Multifunctional nanoparticles for detection, quantification, and treatment of endothelial erosions in experimental atherosclerosis

Acute atherothrombotic occlusion in heart attack and stroke implies disruption of the vascular endothelial barrier that exposes a highly procoagulant intimal milieu. However, the evolution, severity, and pathophysiological consequences of vascular barrier damage in advanced atherosclerotic plaque remain unknown, in part because quantifiable methods and experimental models are lacking for its in vivo assessment.
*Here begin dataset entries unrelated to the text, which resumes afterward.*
//! Token Broker
//!
//! Single-binary service in front of the identity provider that:
//! 1. Verifies callers' access and ID tokens
//! 2. Runs authorization-code logins and persists each user's token cache
//! 3. Serves cached tokens, refreshing them silently when they expire
//! 4. Exchanges callers' tokens on-behalf-of downstream APIs

mod config;
mod metrics;
mod routes;

use anyhow::{Context, Result};
use axum::Router;
use axum::routing::{get, post};
use std::sync::Arc;
use std::sync::atomic::Ordering;
use std::time::Duration;
use tokio::net::TcpListener;
use tracing::{error, info, warn};
use tracing_subscriber::EnvFilter;
use tracing_subscriber::{layer::SubscriberExt, util::SubscriberInitExt};

use broker::TokenBroker;
use idp::{KeyResolver, TokenClient, TokenVerifier};
use token_cache::{CredentialStoreAdapter, FileStore};

use crate::config::Config;
use crate::routes::{
    AppState, callback_handler, health_handler, login_handler, metrics_handler, obo_handler,
    token_handler,
};

/// Time allowed for in-flight requests after a shutdown signal.
const DRAIN_TIMEOUT: Duration = Duration::from_secs(5);

/// Build the axum router with all routes and shared state.
///
/// A concurrency limit layer caps in-flight requests at `max_connections`.
fn build_router(state: AppState, max_connections: usize) -> Router {
    Router::new()
        .route("/health", get(health_handler))
        .route("/metrics", get(metrics_handler))
        .route("/auth/login", get(login_handler))
        .route("/auth/callback", get(callback_handler))
        .route("/auth/token", post(token_handler))
        .route("/auth/obo", post(obo_handler))
        .layer(tower::limit::ConcurrencyLimitLayer::new(max_connections))
        .with_state(state)
}

#[tokio::main]
async fn main() -> Result<()> {
    // Initialize tracing with JSON output and LOG_LEVEL / RUST_LOG support
    tracing_subscriber::registry()
        .with(
            EnvFilter::try_from_env("LOG_LEVEL")
                .or_else(|_| EnvFilter::try_from_default_env())
                .unwrap_or_else(|_| EnvFilter::new("info")),
        )
        .with(tracing_subscriber::fmt::layer().json())
        .init();

    info!("starting token-broker");

    // Install Prometheus metrics recorder before any metrics are emitted
    let prometheus_handle = metrics::install_recorder()?;

    // CLI: simple --config flag parsing
    let args: Vec<String> = std::env::args().collect();
    let cli_config_path = args
        .iter()
        .position(|a| a == "--config")
        .and_then(|i| args.get(i + 1))
        .map(|s| s.as_str());

    let config_path = Config::resolve_path(cli_config_path);
    info!(path = %config_path.display(), "loading configuration");

    let config = Config::load(&config_path)
        .with_context(|| format!("failed to load config from {}", config_path.display()))?;
    let app = config.client_app().context("invalid identity configuration")?;

    info!(
        listen_addr = %config.server.listen_addr,
        tenant_id = %config.identity.tenant_id,
        client_id = %app.client_id,
        store_dir = %config.store.dir.display(),
        "configuration loaded"
    );

    // One pooled client for the token endpoint and the key endpoint
    let http = reqwest::Client::builder()
        .pool_max_idle_per_host(config.server.pool_max_idle_per_host)
        .timeout(Duration::from_secs(config.server.timeout_secs))
        .build()
        .context("failed to build HTTP client")?;

    let keys = Arc::new(KeyResolver::new(http.clone(), app.endpoints.jwks.clone()));
    let verifier = TokenVerifier::new(keys).with_leeway(config.identity.clock_skew_secs);

    let file_store = FileStore::open(config.store.dir.clone())
        .await
        .with_context(|| format!("failed to open token store {}", config.store.dir.display()))?;
    let store = CredentialStoreAdapter::with_retry(Arc::new(file_store), config.store.retry_policy());

    let broker = TokenBroker::new(TokenClient::new(http, app), verifier, store)
        .with_login_scopes(config.identity.login_scopes());

    let app_state = AppState::new(Arc::new(broker), prometheus_handle);
    let requests_total = app_state.requests_total.clone();
    let router = build_router(app_state, config.server.max_connections);

    let listen_addr = config.server.listen_addr;
    let listener = TcpListener::bind(listen_addr)
        .await
        .with_context(|| format!("failed to bind to {listen_addr}"))?;
    info!(addr = %listen_addr, "accepting requests");

    // The drain timeout starts when the shutdown signal fires: the server is
    // told to drain, then the drain races the timeout.
    let (shutdown_tx, shutdown_rx) = tokio::sync::oneshot::channel::<()>();

    let server_handle = tokio::spawn(async move {
        axum::serve(listener, router)
            .with_graceful_shutdown(async {
                let _ = shutdown_rx.await;
            })
            .await
    });

    shutdown_signal().await;
    let _ = shutdown_tx.send(());

    match tokio::time::timeout(DRAIN_TIMEOUT, server_handle).await {
        Ok(Ok(Ok(()))) => {
            info!("all in-flight requests drained");
        }
        Ok(Ok(Err(e))) => {
            error!(error = %e, "server error during shutdown");
        }
        Ok(Err(e)) => {
            error!(error = %e, "server task panicked");
        }
        Err(_) => {
            warn!(
                requests_served = requests_total.load(Ordering::Relaxed),
                drain_timeout_secs = DRAIN_TIMEOUT.as_secs(),
                "drain timeout exceeded, forcing shutdown"
            );
        }
    }

    info!("shutdown complete");
    Ok(())
}

/// Wait for SIGTERM or SIGINT for graceful shutdown.
async fn shutdown_signal() {
    let ctrl_c = async {
        if let Err(e) = tokio::signal::ctrl_c().await {
            error!(error = %e, "failed to install Ctrl+C handler");
            std::future::pending::<()>().await;
        }
    };

    #[cfg(unix)]
    let terminate = async {
        match tokio::signal::unix::signal(tokio::signal::unix::SignalKind::terminate()) {
            Ok(mut signal) => {
                signal.recv().await;
            }
            Err(e) => {
                error!(error = %e, "failed to install SIGTERM handler");
                std::future::pending::<()>().await;
            }
        }
    };

    #[cfg(not(unix))]
    let terminate = std::future::pending::<()>();

    tokio::select! {
        _ = ctrl_c => info!("received SIGINT, shutting down"),
        _ = terminate => info!("received SIGTERM, shutting down"),
    }
}
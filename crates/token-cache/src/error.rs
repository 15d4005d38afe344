//! Error types for cache persistence

/// Failures reported by a `BlobStore` backend.
#[derive(Debug, Clone, PartialEq, Eq, thiserror::Error)]
pub enum StoreError {
    /// No blob under this key. May be transient right after a first write.
    #[error("no cache blob for {0}")]
    NotFound(String),

    /// Someone else wrote the blob since it was read.
    #[error("cache blob for {0} was modified concurrently")]
    Conflict(String),

    #[error("store backend error: {0}")]
    Backend(String),
}

/// Errors from cache load/save.
#[derive(Debug, thiserror::Error)]
pub enum Error {
    #[error(transparent)]
    Store(#[from] StoreError),

    #[error("cache serialization failed: {0}")]
    Serialization(String),
}

/// Result alias for cache operations.
pub type Result<T> = std::result::Result<T, Error>;
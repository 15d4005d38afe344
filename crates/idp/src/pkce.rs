//! Authorization URL construction with PKCE (RFC 7636)
//!
//! Login and re-consent both send the user to the provider's authorization
//! endpoint. Each URL carries an opaque `state` for CSRF protection and an
//! S256 code challenge; the matching verifier is redeemed with the code at
//! the token endpoint.

use base64::Engine;
use base64::engine::general_purpose::URL_SAFE_NO_PAD;
use rand::RngExt;
use reqwest::Url;
use sha2::{Digest, Sha256};

use crate::endpoints::ClientApp;
use crate::error::{Error, Result};
use crate::token::scope_param;

/// `prompt` parameter values the broker uses.
#[derive(Debug, Clone, Copy, PartialEq, Eq)]
pub enum Prompt {
    /// Let the user pick an account (normal login)
    SelectAccount,
    /// Force the consent screen for newly requested scopes
    Consent,
    /// Force credential entry
    Login,
}

impl Prompt {
    pub fn as_str(&self) -> &'static str {
        match self {
            Prompt::SelectAccount => "select_account",
            Prompt::Consent => "consent",
            Prompt::Login => "login",
        }
    }
}

/// Random PKCE code verifier: 64 bytes, URL-safe base64 without padding
/// (86 characters, inside the RFC's 43-128 range).
pub fn generate_verifier() -> String {
    let mut bytes = [0u8; 64];
    rand::rng().fill(&mut bytes);
    URL_SAFE_NO_PAD.encode(bytes)
}

/// `BASE64URL(SHA256(verifier))`
pub fn compute_challenge(verifier: &str) -> String {
    URL_SAFE_NO_PAD.encode(Sha256::digest(verifier.as_bytes()))
}

/// Random opaque `state` value (16 bytes, URL-safe).
pub fn generate_state() -> String {
    let mut bytes = [0u8; 16];
    rand::rng().fill(&mut bytes);
    URL_SAFE_NO_PAD.encode(bytes)
}

/// Build an authorization URL for `scopes`.
///
/// The reserved OpenID scopes are always added so the code redeems into an
/// ID token and a refresh token.
pub fn build_authorization_url(
    app: &ClientApp,
    scopes: &[String],
    state: &str,
    challenge: &str,
    prompt: Option<Prompt>,
) -> Result<String> {
    let scope = scope_param(scopes, true);
    let mut params: Vec<(&str, &str)> = vec![
        ("client_id", app.client_id.as_str()),
        ("response_type", "code"),
        ("redirect_uri", app.redirect_uri.as_str()),
        ("response_mode", "query"),
        ("scope", scope.as_str()),
        ("state", state),
        ("code_challenge", challenge),
        ("code_challenge_method", "S256"),
    ];
    if let Some(prompt) = prompt {
        params.push(("prompt", prompt.as_str()));
    }

    Url::parse_with_params(&app.endpoints.authorize, &params)
        .map(String::from)
        .map_err(|e| Error::InvalidEndpoint(format!("{}: {e}", app.endpoints.authorize)))
}

#[cfg(test)]
mod tests {
    use super::*;
    use crate::endpoints::{DEFAULT_AUTHORITY_HOST, ProviderEndpoints};
    use common::Secret;
    use std::collections::HashMap;

    fn app() -> ClientApp {
        ClientApp {
            client_id: "client-1".into(),
            client_secret: Secret::from("s"),
            redirect_uri: "http://localhost:8000/auth/callback".into(),
            api_audience: "client-1".into(),
            endpoints: ProviderEndpoints::for_tenant(DEFAULT_AUTHORITY_HOST, "t1"),
        }
    }

    fn query(url: &str) -> HashMap<String, String> {
        Url::parse(url).unwrap().query_pairs().into_owned().collect()
    }

    #[test]
    fn verifier_length_is_within_rfc_range() {
        let verifier = generate_verifier();
        assert_eq!(verifier.len(), 86);
        assert!(
            verifier
                .chars()
                .all(|c| c.is_ascii_alphanumeric() || c == '-' || c == '_'),
            "verifier must be URL-safe base64: {verifier}"
        );
    }

    #[test]
    fn states_are_unique() {
        assert_ne!(generate_state(), generate_state());
    }

    #[test]
    fn challenge_matches_known_value() {
        // SHA256("hello") base64url-encoded
        assert_eq!(
            compute_challenge("hello"),
            "LPJNul-wow4m6DsqxbninhsWHlwfp0JecwQzYpOLmCQ"
        );
    }

    #[test]
    fn login_url_carries_required_params() {
        let url = build_authorization_url(
            &app(),
            &["email".to_string(), "api://app/access".to_string()],
            "state-123",
            "challenge-abc",
            Some(Prompt::SelectAccount),
        )
        .unwrap();

        assert!(url.starts_with(
            "https://login.microsoftonline.com/t1/oauth2/v2.0/authorize?"
        ));
        let q = query(&url);
        assert_eq!(q["client_id"], "client-1");
        assert_eq!(q["response_type"], "code");
        assert_eq!(q["redirect_uri"], "http://localhost:8000/auth/callback");
        assert_eq!(q["scope"], "email api://app/access openid profile offline_access");
        assert_eq!(q["state"], "state-123");
        assert_eq!(q["code_challenge"], "challenge-abc");
        assert_eq!(q["code_challenge_method"], "S256");
        assert_eq!(q["prompt"], "select_account");
    }

    #[test]
    fn consent_url_sets_prompt_consent() {
        let url = build_authorization_url(
            &app(),
            &["User.Read".to_string()],
            "s",
            "c",
            Some(Prompt::Consent),
        )
        .unwrap();
        let q = query(&url);
        assert_eq!(q["prompt"], "consent");
        assert!(q["scope"].starts_with("User.Read"));
    }

    #[test]
    fn invalid_authorize_endpoint_is_an_error() {
        let mut app = app();
        app.endpoints.authorize = "not a url".into();
        let err = build_authorization_url(&app, &[], "s", "c", None).unwrap_err();
        assert!(matches!(err, Error::InvalidEndpoint(_)));
    }
}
Here, we report a multifunctional perfluorocarbon (PFC) nanoparticle (NP) for delineation of endothelial erosions as well as targeted antiinflammatory drug delivery to the erosion site. Detection and quantification (MRS and fluorescence imaging, shown in Figure) of endothelial erosions were evaluated in ApoE−/− mice fed a high fat diet for 4 – 7 months. Endothelial barrier disruption was apparent from massive and rapid passive permeation and intimal trapping of PFC nanoparticles (~250nm diameter) that normally do not penetrate intact endothelial barriers after in vivo circulation for 2 hours. RT‐PCR (CCL2, Npy) and immunohistological (I‐kB protein)results suggested that treatment (6 doses, i.v. every other day) PFC nanoparticles loaded with NF‐kB inhibitors (NEMO binding domain peptides) in 4 month fed ApoE−/− mice downregulated inflammation in aortas. Accordingly, PFC NP may be useful for defining disease stage and for following therapy to heal unstable plaques.